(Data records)
-- -- --

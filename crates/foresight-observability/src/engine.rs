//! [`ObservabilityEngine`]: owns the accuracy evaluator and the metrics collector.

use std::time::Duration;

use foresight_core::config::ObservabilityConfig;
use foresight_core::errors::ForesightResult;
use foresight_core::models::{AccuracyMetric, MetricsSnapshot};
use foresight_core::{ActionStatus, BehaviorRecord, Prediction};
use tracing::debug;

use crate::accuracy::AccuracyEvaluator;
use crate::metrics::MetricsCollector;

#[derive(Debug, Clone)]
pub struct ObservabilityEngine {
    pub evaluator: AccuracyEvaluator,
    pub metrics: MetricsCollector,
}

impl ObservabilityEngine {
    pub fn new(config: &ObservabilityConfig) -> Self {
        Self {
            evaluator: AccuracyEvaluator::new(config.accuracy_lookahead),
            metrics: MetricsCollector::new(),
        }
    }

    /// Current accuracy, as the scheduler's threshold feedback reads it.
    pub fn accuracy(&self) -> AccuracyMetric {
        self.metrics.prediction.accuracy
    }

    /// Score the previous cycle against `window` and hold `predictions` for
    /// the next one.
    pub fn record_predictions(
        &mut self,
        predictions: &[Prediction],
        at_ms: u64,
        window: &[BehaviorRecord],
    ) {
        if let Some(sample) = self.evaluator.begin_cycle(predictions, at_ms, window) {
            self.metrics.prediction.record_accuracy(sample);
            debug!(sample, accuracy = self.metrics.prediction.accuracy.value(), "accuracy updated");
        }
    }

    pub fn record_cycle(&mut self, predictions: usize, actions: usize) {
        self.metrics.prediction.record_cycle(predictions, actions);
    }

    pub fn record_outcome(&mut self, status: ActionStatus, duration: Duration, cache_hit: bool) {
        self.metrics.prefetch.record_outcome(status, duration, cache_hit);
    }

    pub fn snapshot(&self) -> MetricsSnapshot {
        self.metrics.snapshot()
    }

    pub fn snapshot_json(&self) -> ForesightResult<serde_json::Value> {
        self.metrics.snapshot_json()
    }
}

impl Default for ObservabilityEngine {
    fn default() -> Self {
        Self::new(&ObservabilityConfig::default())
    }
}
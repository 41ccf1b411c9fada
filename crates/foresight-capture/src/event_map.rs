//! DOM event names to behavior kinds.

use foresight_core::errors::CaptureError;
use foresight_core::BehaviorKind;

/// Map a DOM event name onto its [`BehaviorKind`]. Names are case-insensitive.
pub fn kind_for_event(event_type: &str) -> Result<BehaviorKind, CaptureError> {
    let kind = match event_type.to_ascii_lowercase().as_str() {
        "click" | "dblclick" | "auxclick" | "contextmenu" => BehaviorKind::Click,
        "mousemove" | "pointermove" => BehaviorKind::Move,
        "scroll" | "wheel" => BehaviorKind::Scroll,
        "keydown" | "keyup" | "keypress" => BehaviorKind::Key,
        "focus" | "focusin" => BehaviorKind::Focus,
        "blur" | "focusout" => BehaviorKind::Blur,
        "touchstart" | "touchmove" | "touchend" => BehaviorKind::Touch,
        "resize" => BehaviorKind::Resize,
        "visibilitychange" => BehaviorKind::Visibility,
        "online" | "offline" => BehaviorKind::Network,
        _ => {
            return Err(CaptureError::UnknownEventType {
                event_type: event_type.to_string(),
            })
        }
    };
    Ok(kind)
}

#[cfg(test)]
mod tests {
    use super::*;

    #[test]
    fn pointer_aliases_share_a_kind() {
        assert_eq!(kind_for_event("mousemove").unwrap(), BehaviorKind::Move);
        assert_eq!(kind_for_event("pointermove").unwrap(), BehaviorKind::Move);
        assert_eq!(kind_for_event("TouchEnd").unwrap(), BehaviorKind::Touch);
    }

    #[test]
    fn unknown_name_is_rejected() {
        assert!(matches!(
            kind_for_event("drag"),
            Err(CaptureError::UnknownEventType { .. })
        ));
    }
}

-- -- --

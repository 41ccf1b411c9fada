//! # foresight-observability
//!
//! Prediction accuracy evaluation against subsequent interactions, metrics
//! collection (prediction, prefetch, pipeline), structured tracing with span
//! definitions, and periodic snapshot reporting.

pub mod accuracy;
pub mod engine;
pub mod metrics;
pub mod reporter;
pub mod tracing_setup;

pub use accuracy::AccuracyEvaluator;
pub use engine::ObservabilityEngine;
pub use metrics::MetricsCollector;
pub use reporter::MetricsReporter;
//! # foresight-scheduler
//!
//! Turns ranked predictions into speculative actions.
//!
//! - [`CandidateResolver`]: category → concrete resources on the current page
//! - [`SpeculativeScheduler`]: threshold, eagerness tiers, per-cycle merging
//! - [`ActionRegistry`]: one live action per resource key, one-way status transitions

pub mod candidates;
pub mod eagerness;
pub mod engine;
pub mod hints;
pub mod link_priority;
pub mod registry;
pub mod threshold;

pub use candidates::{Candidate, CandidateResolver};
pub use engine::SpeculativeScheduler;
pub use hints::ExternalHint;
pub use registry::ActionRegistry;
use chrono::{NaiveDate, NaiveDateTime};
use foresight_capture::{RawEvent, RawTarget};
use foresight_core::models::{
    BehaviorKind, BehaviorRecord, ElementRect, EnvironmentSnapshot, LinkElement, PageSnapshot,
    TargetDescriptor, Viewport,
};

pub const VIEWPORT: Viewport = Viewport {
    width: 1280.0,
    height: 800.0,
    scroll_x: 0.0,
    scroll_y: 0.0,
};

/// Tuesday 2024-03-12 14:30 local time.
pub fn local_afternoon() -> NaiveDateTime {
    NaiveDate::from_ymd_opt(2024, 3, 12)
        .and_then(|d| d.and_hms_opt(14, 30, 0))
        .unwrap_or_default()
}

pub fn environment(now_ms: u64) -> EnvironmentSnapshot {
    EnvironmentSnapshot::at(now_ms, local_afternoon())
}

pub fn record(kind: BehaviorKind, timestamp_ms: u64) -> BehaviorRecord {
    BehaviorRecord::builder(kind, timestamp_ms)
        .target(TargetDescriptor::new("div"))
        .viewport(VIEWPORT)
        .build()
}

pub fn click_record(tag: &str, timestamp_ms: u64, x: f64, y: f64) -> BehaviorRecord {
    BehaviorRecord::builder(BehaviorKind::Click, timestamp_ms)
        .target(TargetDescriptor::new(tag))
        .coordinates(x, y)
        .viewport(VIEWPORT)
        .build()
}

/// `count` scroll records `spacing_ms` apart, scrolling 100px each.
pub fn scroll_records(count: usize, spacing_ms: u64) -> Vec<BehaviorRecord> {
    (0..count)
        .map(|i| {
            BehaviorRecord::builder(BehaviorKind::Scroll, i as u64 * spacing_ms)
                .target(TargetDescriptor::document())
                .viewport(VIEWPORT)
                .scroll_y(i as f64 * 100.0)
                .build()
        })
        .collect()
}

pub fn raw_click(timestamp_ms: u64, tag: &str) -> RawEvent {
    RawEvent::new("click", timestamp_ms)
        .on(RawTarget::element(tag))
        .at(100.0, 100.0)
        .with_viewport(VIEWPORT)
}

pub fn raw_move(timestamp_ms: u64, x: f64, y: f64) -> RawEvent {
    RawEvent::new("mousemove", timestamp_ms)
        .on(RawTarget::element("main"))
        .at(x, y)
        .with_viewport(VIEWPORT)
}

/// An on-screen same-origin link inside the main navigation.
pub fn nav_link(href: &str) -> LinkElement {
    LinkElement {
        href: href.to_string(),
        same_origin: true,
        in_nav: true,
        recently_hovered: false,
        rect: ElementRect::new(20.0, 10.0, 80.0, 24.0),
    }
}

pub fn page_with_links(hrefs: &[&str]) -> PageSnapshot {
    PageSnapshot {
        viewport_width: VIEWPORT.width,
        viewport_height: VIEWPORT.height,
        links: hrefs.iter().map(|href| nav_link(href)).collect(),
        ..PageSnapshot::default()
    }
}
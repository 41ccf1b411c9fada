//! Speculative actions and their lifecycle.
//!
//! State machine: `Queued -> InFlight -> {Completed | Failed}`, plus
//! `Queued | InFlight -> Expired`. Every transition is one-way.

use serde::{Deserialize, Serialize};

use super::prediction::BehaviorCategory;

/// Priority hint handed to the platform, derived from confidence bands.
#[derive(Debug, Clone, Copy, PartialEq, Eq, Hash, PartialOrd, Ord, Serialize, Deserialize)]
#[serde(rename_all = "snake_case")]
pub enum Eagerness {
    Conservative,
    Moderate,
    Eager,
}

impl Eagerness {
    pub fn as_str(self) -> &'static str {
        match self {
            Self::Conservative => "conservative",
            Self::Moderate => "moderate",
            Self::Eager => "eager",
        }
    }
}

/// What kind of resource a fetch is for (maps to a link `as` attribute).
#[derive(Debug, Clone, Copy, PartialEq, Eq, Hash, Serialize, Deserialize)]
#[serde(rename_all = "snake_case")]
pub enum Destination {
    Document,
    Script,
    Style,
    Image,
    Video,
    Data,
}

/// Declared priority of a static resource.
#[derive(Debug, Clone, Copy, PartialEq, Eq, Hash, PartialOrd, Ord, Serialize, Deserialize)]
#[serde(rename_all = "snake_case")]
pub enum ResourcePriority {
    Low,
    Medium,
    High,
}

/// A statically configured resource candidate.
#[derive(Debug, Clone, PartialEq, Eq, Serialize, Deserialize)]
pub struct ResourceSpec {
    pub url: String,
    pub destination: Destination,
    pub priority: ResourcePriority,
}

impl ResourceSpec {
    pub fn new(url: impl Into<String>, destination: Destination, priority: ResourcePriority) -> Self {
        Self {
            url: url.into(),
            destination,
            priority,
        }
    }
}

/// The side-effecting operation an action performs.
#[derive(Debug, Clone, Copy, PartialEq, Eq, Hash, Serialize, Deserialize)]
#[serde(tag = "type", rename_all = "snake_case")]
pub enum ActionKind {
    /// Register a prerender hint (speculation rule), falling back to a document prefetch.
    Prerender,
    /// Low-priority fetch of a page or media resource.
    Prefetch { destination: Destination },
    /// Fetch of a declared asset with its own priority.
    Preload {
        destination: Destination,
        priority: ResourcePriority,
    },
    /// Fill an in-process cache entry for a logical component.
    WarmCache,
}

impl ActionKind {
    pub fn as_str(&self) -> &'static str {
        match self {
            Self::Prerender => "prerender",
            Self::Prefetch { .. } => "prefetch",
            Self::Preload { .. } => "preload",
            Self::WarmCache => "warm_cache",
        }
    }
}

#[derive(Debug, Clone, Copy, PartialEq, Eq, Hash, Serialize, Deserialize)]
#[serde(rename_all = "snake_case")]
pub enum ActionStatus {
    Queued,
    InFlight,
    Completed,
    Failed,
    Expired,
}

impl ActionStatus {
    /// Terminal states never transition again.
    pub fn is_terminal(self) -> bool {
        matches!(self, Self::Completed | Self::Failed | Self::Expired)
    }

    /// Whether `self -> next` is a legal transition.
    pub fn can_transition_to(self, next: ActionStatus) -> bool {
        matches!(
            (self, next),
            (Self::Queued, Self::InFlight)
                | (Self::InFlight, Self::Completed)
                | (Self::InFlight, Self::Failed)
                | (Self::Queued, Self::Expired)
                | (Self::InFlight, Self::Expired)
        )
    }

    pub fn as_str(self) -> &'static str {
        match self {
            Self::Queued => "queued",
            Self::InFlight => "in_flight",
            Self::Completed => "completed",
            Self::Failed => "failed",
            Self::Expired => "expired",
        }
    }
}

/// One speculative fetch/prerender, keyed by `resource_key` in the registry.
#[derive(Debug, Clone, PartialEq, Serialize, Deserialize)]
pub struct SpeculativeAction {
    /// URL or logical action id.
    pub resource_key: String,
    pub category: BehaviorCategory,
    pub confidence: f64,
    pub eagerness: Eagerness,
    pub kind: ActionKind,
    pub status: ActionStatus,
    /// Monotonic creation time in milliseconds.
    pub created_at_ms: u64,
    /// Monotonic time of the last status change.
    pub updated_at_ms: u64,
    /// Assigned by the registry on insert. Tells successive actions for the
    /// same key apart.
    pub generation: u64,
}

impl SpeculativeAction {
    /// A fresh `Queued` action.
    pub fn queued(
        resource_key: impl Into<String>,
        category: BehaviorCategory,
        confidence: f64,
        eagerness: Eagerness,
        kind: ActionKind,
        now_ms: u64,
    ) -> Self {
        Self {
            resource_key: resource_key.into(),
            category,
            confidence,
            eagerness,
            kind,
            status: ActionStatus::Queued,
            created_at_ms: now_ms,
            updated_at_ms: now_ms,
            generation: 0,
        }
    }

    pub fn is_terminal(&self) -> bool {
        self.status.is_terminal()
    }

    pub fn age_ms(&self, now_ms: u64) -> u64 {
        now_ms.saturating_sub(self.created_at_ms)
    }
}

-- -- --

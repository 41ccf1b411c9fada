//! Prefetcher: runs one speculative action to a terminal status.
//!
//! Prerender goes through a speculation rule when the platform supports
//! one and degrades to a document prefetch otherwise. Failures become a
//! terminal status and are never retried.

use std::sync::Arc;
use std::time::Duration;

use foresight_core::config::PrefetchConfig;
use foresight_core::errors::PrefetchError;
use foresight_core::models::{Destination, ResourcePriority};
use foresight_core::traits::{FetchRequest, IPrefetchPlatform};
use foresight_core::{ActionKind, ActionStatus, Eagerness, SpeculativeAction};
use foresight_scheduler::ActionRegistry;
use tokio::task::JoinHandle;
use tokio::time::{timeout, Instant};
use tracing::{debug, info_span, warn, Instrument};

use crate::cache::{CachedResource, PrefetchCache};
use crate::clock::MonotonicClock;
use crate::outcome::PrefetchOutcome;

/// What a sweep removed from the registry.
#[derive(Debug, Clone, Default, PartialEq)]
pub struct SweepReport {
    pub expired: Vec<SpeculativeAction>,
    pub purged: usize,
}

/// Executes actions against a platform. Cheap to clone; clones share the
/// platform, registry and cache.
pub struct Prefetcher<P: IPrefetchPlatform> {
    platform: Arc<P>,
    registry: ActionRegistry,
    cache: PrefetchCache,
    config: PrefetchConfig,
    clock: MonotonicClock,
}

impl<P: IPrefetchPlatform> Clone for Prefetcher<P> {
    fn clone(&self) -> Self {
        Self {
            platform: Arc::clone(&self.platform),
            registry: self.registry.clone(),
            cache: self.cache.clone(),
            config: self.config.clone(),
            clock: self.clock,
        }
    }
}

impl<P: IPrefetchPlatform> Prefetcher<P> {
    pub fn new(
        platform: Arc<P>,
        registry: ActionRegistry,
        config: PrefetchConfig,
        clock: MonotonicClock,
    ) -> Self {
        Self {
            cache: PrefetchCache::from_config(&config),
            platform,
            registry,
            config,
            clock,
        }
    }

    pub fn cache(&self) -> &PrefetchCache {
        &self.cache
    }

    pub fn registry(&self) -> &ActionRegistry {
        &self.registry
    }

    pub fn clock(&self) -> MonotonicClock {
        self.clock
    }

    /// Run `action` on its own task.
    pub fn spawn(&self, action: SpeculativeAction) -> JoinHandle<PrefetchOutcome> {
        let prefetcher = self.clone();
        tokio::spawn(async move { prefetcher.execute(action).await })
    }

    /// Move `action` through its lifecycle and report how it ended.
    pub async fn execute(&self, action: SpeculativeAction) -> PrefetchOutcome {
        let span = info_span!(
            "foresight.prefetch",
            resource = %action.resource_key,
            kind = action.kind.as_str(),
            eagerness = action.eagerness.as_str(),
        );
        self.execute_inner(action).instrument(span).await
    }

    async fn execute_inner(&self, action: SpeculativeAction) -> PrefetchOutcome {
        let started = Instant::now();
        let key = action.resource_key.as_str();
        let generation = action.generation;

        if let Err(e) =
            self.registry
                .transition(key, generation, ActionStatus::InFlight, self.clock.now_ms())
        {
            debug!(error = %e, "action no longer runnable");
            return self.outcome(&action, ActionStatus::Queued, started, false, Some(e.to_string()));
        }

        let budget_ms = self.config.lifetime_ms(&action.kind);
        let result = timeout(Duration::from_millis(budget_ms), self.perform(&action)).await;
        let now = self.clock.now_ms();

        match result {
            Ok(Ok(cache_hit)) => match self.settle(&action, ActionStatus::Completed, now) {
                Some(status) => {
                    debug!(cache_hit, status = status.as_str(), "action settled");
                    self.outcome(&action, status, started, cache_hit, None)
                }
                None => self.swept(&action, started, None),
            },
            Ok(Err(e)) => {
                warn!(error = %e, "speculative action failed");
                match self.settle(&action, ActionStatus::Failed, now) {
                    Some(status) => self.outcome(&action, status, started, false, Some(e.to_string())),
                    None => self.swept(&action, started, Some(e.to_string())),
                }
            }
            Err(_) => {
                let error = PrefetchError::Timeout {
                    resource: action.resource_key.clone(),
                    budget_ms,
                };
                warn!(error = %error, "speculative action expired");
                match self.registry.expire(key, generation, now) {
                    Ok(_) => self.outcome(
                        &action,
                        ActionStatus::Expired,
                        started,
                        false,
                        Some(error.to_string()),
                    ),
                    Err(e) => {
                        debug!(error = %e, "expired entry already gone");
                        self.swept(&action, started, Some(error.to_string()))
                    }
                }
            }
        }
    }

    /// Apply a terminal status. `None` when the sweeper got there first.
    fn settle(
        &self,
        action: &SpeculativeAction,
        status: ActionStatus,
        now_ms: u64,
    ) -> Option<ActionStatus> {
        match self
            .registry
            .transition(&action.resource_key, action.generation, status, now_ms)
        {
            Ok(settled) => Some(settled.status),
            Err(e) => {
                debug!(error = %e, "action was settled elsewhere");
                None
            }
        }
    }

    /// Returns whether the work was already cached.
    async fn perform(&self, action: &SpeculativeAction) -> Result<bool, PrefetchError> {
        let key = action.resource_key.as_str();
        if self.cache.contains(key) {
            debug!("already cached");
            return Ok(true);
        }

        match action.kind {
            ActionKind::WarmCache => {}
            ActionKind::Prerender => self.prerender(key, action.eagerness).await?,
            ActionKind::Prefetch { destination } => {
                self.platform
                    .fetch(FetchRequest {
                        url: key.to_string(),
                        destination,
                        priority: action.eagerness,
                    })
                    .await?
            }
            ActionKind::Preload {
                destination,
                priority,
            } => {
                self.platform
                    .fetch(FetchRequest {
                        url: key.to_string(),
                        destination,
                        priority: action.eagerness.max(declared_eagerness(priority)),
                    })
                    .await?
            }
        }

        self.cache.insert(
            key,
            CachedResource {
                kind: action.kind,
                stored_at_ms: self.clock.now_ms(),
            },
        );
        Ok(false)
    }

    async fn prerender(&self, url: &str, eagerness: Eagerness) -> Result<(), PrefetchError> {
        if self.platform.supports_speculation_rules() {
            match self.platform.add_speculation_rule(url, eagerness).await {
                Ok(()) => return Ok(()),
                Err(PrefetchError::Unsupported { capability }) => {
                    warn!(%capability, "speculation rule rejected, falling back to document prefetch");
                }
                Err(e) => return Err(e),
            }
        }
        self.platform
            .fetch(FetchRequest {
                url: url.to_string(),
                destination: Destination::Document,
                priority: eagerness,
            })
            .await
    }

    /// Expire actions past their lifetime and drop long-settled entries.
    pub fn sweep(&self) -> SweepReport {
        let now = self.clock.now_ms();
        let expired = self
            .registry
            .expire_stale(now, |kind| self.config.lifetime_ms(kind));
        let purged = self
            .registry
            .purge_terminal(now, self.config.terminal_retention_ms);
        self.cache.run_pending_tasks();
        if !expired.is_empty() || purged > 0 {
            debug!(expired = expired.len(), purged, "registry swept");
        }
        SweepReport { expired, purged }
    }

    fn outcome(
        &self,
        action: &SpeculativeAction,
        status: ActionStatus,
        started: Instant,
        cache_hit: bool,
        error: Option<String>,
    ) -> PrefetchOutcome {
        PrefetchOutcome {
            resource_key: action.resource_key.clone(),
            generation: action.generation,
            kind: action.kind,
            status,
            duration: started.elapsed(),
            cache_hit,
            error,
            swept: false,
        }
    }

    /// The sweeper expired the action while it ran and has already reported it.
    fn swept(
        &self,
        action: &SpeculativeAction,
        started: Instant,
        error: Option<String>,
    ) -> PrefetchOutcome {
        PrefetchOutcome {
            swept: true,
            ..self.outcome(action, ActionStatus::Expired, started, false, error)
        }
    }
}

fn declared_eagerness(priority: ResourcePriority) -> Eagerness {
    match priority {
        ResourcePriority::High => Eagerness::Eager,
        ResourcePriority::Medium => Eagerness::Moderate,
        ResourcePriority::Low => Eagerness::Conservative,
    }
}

-- -- --

WHAT THIS TASK INVOLVES: Only the lines above from the line with "filename crates/foresight-observability/src/engine.rs" to the line with "self.metrics.prediction.record_accuracy(sample);", those two lines included, should be reproduced exactly.

RESULT:
filename crates/foresight-observability/src/engine.rs
//! [`ObservabilityEngine`]: owns the accuracy evaluator and the metrics collector.

use std::time::Duration;

use foresight_core::config::ObservabilityConfig;
use foresight_core::errors::ForesightResult;
use foresight_core::models::{AccuracyMetric, MetricsSnapshot};
use foresight_core::{ActionStatus, BehaviorRecord, Prediction};
use tracing::debug;

use crate::accuracy::AccuracyEvaluator;
use crate::metrics::MetricsCollector;

#[derive(Debug, Clone)]
pub struct ObservabilityEngine {
    pub evaluator: AccuracyEvaluator,
    pub metrics: MetricsCollector,
}

impl ObservabilityEngine {
    pub fn new(config: &ObservabilityConfig) -> Self {
        Self {
            evaluator: AccuracyEvaluator::new(config.accuracy_lookahead),
            metrics: MetricsCollector::new(),
        }
    }

    /// Current accuracy, as the scheduler's threshold feedback reads it.
    pub fn accuracy(&self) -> AccuracyMetric {
        self.metrics.prediction.accuracy
    }

    /// Score the previous cycle against `window` and hold `predictions` for
    /// the next one.
    pub fn record_predictions(
        &mut self,
        predictions: &[Prediction],
        at_ms: u64,
        window: &[BehaviorRecord],
    ) {
        if let Some(sample) = self.evaluator.begin_cycle(predictions, at_ms, window) {
            self.metrics.prediction.record_accuracy(sample);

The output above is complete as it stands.